Saturday, February 6, 2010

headache. work to do. troubled mind. does it get worse?

Thursday, February 4, 2010

onset of depression

phew. 4/5 of this super taxing week is over. 1 more 9hr day and i'm done for the week. yay. although there's nothing to look forward to during the weekend. weekend seems like the time to do all the lab reports, tutorials and assignments whose deadlines are fast approaching. not to mention the SS CA next wed.

how encouraging.

like its not enough trying to get work done during the weekdays, i have to sacrifice the weekend too. no choice.

haven't had much choice recently. haven't had much optimism recently too. everyday just seems to be such a burden, thinking of what's gonna happen the next day.

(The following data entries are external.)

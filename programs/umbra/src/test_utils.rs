use std::collections::{HashMap, HashSet};

use anchor_lang::prelude::*;
use anchor_lang::solana_program::hash::hashv;

use crate::errors::AmmError;
use crate::gateway::{BalanceHandle, ConfidentialTransferer, PoolToken};
use crate::state::{LiquidityPosition, Pool};

pub fn assert_amm_error<T>(result: Result<T>, expected: AmmError) {
    match result {
        Ok(_) => panic!("expected {:?}, operation succeeded", expected),
        Err(err) => assert_eq!(err, anchor_lang::error::Error::from(expected)),
    }
}

/// Plain-balance stand-in for the confidential token program
#[derive(Clone, Debug)]
pub struct MockGateway {
    pub pool: Pubkey,
    balances: HashMap<(PoolToken, Pubkey), u64>,
    operators: HashSet<Pubkey>,
    failing_recipient: Option<Pubkey>,
}

impl MockGateway {
    pub fn new(pool: Pubkey) -> Self {
        Self {
            pool,
            balances: HashMap::new(),
            operators: HashSet::new(),
            failing_recipient: None,
        }
    }

    pub fn fund(&mut self, token: PoolToken, owner: Pubkey, amount: u64) {
        *self.balances.entry((token, owner)).or_default() += amount;
    }

    /// Authorize the pool to pull from `owner`
    pub fn approve(&mut self, owner: Pubkey) {
        self.operators.insert(owner);
    }

    /// Make every push to `recipient` fail
    pub fn reject_pushes_to(&mut self, recipient: Pubkey) {
        self.failing_recipient = Some(recipient);
    }

    pub fn balance(&self, token: PoolToken, owner: &Pubkey) -> u64 {
        self.balances.get(&(token, *owner)).copied().unwrap_or(0)
    }

    /// Funded and approved trader or provider
    pub fn user(&mut self, amount_a: u64, amount_b: u64) -> Pubkey {
        let user = Pubkey::new_unique();
        self.fund(PoolToken::A, user, amount_a);
        self.fund(PoolToken::B, user, amount_b);
        self.approve(user);
        user
    }

    fn transfer(&mut self, token: PoolToken, from: Pubkey, to: Pubkey, amount: u64) -> Result<()> {
        let from_balance = self.balance(token, &from);
        require!(from_balance >= amount, AmmError::InsufficientConfidentialBalance);
        self.balances.insert((token, from), from_balance - amount);
        *self.balances.entry((token, to)).or_default() += amount;
        Ok(())
    }
}

impl ConfidentialTransferer for MockGateway {
    fn pull(&mut self, token: PoolToken, from: &Pubkey, amount: u64) -> Result<()> {
        require!(self.operators.contains(from), AmmError::OperatorNotAuthorized);
        let pool = self.pool;
        self.transfer(token, *from, pool, amount)
    }

    fn push(&mut self, token: PoolToken, to: &Pubkey, amount: u64) -> Result<()> {
        require!(
            self.failing_recipient != Some(*to),
            AmmError::TransferRecipientMismatch
        );
        let pool = self.pool;
        self.transfer(token, pool, *to, amount)
    }

    fn balance_of(&self, token: PoolToken, owner: &Pubkey) -> Result<BalanceHandle> {
        let balance = self.balance(token, owner);
        let tag = [token as u8];
        let digest = hashv(&[&tag[..], owner.as_ref(), &balance.to_le_bytes()[..]]);
        Ok(BalanceHandle(digest.to_bytes()))
    }
}

/// Runs `op` with transaction semantics for token balances too: a failed
/// operation leaves the mock exactly as it was.
pub fn in_transaction<T>(
    gateway: &mut MockGateway,
    op: impl FnOnce(&mut MockGateway) -> Result<T>,
) -> Result<T> {
    let before = gateway.clone();
    let result = op(gateway);
    if result.is_err() {
        *gateway = before;
    }
    result
}

pub fn new_pool() -> Pool {
    Pool::new(
        255,
        Pubkey::new_unique(),
        Pubkey::new_unique(),
        Pubkey::new_unique(),
        Pubkey::new_unique(),
        0,
        0,
    )
}

pub fn position_for(owner: Pubkey) -> LiquidityPosition {
    LiquidityPosition::new(Pubkey::new_unique(), owner, 254)
}
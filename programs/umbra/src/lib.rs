use anchor_lang::prelude::*;

pub mod constants;
pub mod errors;
pub mod events;
pub mod gateway;
pub mod guard;
pub mod instructions;
pub mod math;
pub mod state;

#[cfg(test)]
mod test_utils;

pub use instructions::*;
pub use state::{ReserveLedger, SwapDirection};

declare_id!("A9RkjmYBSdnS556MseBVN6zoJqSb44qt1PCzzTM5DrsD");

#[program]
pub mod umbra {
    use super::*;

    pub fn initialize_pool(ctx: Context<InitializePool>) -> Result<()> {
        instructions::initialize_pool::handler(ctx)
    }

    pub fn add_liquidity(ctx: Context<AddLiquidity>, amount_a: u64, amount_b: u64) -> Result<u128> {
        instructions::add_liquidity::handler(ctx, amount_a, amount_b)
    }

    pub fn remove_liquidity(ctx: Context<RemoveLiquidity>, liquidity: u128) -> Result<WithdrawnAmounts> {
        instructions::remove_liquidity::handler(ctx, liquidity)
    }

    pub fn swap_a_for_b(ctx: Context<Swap>, amount_in: u64, min_amount_out: u64) -> Result<u64> {
        instructions::swap::handler(ctx, SwapDirection::AToB, amount_in, min_amount_out)
    }

    pub fn swap_b_for_a(ctx: Context<Swap>, amount_in: u64, min_amount_out: u64) -> Result<u64> {
        instructions::swap::handler(ctx, SwapDirection::BToA, amount_in, min_amount_out)
    }

    pub fn get_reserves(ctx: Context<Quote>) -> Result<ReserveLedger> {
        instructions::quote::get_reserves(ctx)
    }

    pub fn get_amount_out(ctx: Context<Quote>, amount_in: u64, direction: SwapDirection) -> Result<u64> {
        instructions::quote::get_amount_out(ctx, amount_in, direction)
    }
}
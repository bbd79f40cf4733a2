pub mod add_liquidity;
pub mod initialize_pool;
pub mod quote;
pub mod remove_liquidity;
pub mod swap;

pub use add_liquidity::*;
pub use initialize_pool::*;
pub use quote::*;
pub use remove_liquidity::*;
pub use swap::*;
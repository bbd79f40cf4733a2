use anchor_lang::prelude::*;

/// A provider's claim on the pool's liquidity shares
/// PDA Seeds: ["position", pool, owner]
#[account]
#[derive(InitSpace)]
pub struct LiquidityPosition {
    /// Pool the shares belong to
    pub pool: Pubkey,

    /// Liquidity provider
    pub owner: Pubkey,

    /// Share balance
    pub shares: u128,

    /// Bump seed for PDA
    pub bump: u8,
}

impl LiquidityPosition {
    pub fn new(pool: Pubkey, owner: Pubkey, bump: u8) -> Self {
        Self {
            pool,
            owner,
            shares: 0,
            bump,
        }
    }

    /// Freshly allocated accounts are zeroed
    pub fn is_initialized(&self) -> bool {
        self.owner != Pubkey::default()
    }
}
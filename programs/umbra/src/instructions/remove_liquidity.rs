use anchor_lang::prelude::*;
use anchor_spl::token_interface::{Mint, TokenAccount, TokenInterface};

use crate::state::{LiquidityPosition, Pool};
use crate::constants::*;
use crate::errors::AmmError;
use crate::events::LiquidityRemoved;
use crate::gateway::{TokenRoute, VaultGateway};

/// Amounts paid out for burned shares
#[derive(AnchorSerialize, AnchorDeserialize, Clone, Copy, Debug, PartialEq, Eq)]
pub struct WithdrawnAmounts {
    pub amount_a: u64,
    pub amount_b: u64,
}

#[derive(Accounts)]
pub struct RemoveLiquidity<'info> {
    /// Liquidity provider
    #[account(mut)]
    pub provider: Signer<'info>,

    /// Pool state
    #[account(
        mut,
        seeds = [POOL_SEED, pool.token_a_mint.as_ref(), pool.token_b_mint.as_ref()],
        bump = pool.bump
    )]
    pub pool: Account<'info, Pool>,

    /// Provider's share balance
    #[account(
        mut,
        seeds = [POSITION_SEED, pool.key().as_ref(), provider.key().as_ref()],
        bump = position.bump
    )]
    pub position: Account<'info, LiquidityPosition>,

    #[account(address = pool.token_a_mint @ AmmError::InvalidTokenMint)]
    pub token_a_mint: InterfaceAccount<'info, Mint>,

    #[account(address = pool.token_b_mint @ AmmError::InvalidTokenMint)]
    pub token_b_mint: InterfaceAccount<'info, Mint>,

    /// Token A vault
    #[account(
        mut,
        seeds = [VAULT_A_SEED, pool.key().as_ref()],
        bump,
        constraint = token_a_vault.key() == pool.token_a_vault @ AmmError::InvalidVault
    )]
    pub token_a_vault: InterfaceAccount<'info, TokenAccount>,

    /// Token B vault
    #[account(
        mut,
        seeds = [VAULT_B_SEED, pool.key().as_ref()],
        bump,
        constraint = token_b_vault.key() == pool.token_b_vault @ AmmError::InvalidVault
    )]
    pub token_b_vault: InterfaceAccount<'info, TokenAccount>,

    /// Provider's token A account
    #[account(
        mut,
        constraint = user_token_a.mint == pool.token_a_mint @ AmmError::InvalidTokenMint
    )]
    pub user_token_a: InterfaceAccount<'info, TokenAccount>,

    /// Provider's token B account
    #[account(
        mut,
        constraint = user_token_b.mint == pool.token_b_mint @ AmmError::InvalidTokenMint
    )]
    pub user_token_b: InterfaceAccount<'info, TokenAccount>,

    pub token_program: Interface<'info, TokenInterface>,
}

pub fn handler(ctx: Context<RemoveLiquidity>, liquidity: u128) -> Result<WithdrawnAmounts> {
    let pool_key = ctx.accounts.pool.key();
    let provider_key = ctx.accounts.provider.key();

    let token_a_mint = ctx.accounts.pool.token_a_mint;
    let token_b_mint = ctx.accounts.pool.token_b_mint;
    let bump = ctx.accounts.pool.bump;

    let seeds = &[
        POOL_SEED,
        token_a_mint.as_ref(),
        token_b_mint.as_ref(),
        &[bump],
    ];
    let signer_seeds = &[&seeds[..]];

    let accounts = &mut *ctx.accounts;
    let mut gateway = VaultGateway {
        token_program: accounts.token_program.to_account_info(),
        signer: accounts.provider.to_account_info(),
        pool: accounts.pool.to_account_info(),
        pool_signer_seeds: signer_seeds,
        route_a: TokenRoute::new(&accounts.token_a_mint, &accounts.token_a_vault, &accounts.user_token_a),
        route_b: TokenRoute::new(&accounts.token_b_mint, &accounts.token_b_vault, &accounts.user_token_b),
    };

    let (amount_a, amount_b) = accounts
        .pool
        .remove_liquidity(&mut accounts.position, liquidity, &mut gateway)?;

    let clock = Clock::get()?;
    let pool = &mut accounts.pool;
    pool.last_update_slot = clock.slot;
    let reserves = pool.reserves();

    emit!(LiquidityRemoved {
        pool: pool_key,
        provider: provider_key,
        liquidity_burned: liquidity,
        amount_a,
        amount_b,
        reserve_a: reserves.reserve_a,
        reserve_b: reserves.reserve_b,
        timestamp: clock.unix_timestamp,
    });

    msg!("Removed liquidity: burned {} shares, got {} A, {} B", liquidity, amount_a, amount_b);

    Ok(WithdrawnAmounts { amount_a, amount_b })
}
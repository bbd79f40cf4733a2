use anchor_lang::prelude::*;

use crate::errors::AmmError;
use crate::gateway::PoolToken;

/// Cleartext reserves held by the pool
#[derive(
    AnchorSerialize, AnchorDeserialize, InitSpace, Clone, Copy, Debug, Default, PartialEq, Eq,
)]
pub struct ReserveLedger {
    /// Reserve of token A
    pub reserve_a: u64,

    /// Reserve of token B
    pub reserve_b: u64,
}

impl ReserveLedger {
    pub fn get(&self, token: PoolToken) -> u64 {
        match token {
            PoolToken::A => self.reserve_a,
            PoolToken::B => self.reserve_b,
        }
    }

    pub fn is_empty(&self) -> bool {
        self.reserve_a == 0 && self.reserve_b == 0
    }

    /// Ledger after `amount` of `token` comes in; fails if the reserve would exceed u64
    pub fn credited(self, token: PoolToken, amount: u64) -> Result<Self> {
        let reserve = self.get(token).checked_add(amount).ok_or(AmmError::Overflow)?;
        Ok(self.with(token, reserve))
    }

    /// Ledger after `amount` of `token` goes out
    pub fn debited(self, token: PoolToken, amount: u64) -> Result<Self> {
        let reserve = self.get(token).checked_sub(amount).ok_or(AmmError::Underflow)?;
        Ok(self.with(token, reserve))
    }

    /// Calculate invariant k = reserve_a * reserve_b
    pub fn k(&self) -> u128 {
        (self.reserve_a as u128) * (self.reserve_b as u128)
    }

    fn with(mut self, token: PoolToken, reserve: u64) -> Self {
        match token {
            PoolToken::A => self.reserve_a = reserve,
            PoolToken::B => self.reserve_b = reserve,
        }
        self
    }
}
use anchor_lang::prelude::*;

#[error_code]
pub enum AmmError {
    // Initialization
    #[msg("Token mints must be different")]
    IdenticalTokenMints,

    // Validation
    #[msg("Amount must be greater than zero")]
    ZeroAmount,

    #[msg("First deposit must price token A at 2 units per token B")]
    InvalidBootstrapRatio,

    #[msg("Deposit is not proportional to current reserves")]
    InvalidRatio,

    // Liquidity
    #[msg("Liquidity amount is zero")]
    ZeroLiquidity,

    #[msg("Pool has no liquidity")]
    NoLiquidity,

    #[msg("Liquidity exceeds provider share balance")]
    InsufficientShares,

    #[msg("Withdrawal would return nothing")]
    ZeroOutput,

    // Swap
    #[msg("Insufficient liquidity for swap")]
    InsufficientLiquidity,

    #[msg("Insufficient output amount")]
    InsufficientOutput,

    #[msg("Slippage tolerance exceeded")]
    SlippageExceeded,

    // Capacity
    #[msg("Reserve overflow")]
    Overflow,

    #[msg("Reserve underflow")]
    Underflow,

    #[msg("Output exceeds reserves")]
    InsufficientReserves,

    #[msg("Invariant violated")]
    InvariantViolation,

    // Concurrency
    #[msg("Reentrant call")]
    Reentrant,

    // Gateway
    #[msg("Pool is not an authorized operator for this account")]
    OperatorNotAuthorized,

    #[msg("Insufficient confidential balance")]
    InsufficientConfidentialBalance,

    #[msg("Transfer recipient does not own the destination account")]
    TransferRecipientMismatch,

    // Accounts
    #[msg("Invalid token mint")]
    InvalidTokenMint,

    #[msg("Invalid vault")]
    InvalidVault,
}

i wake up, staying awake thinking of all the stuffs i still have to do, and breathe a heavy sigh. i can't remember the last time i felt happy waking up, thinking its gonna be a GOOD day, without having to rush from one place to another, without having to worry about school, without having to think about work and more work.

haiz.

depression getting serious.

all i can hope is that next week is better. it better be better.

CNY, CNY come quickly... ... ...

Sunday, January 31, 2010

smiles, all over my face...

you have no idea how much it means to me; i was smiling with ear to ear when you said that=). even though it's not confirmed, but...

makes me equally happy. and that's all that matters=)

and i'm sure cny week will be a good week=) intuition.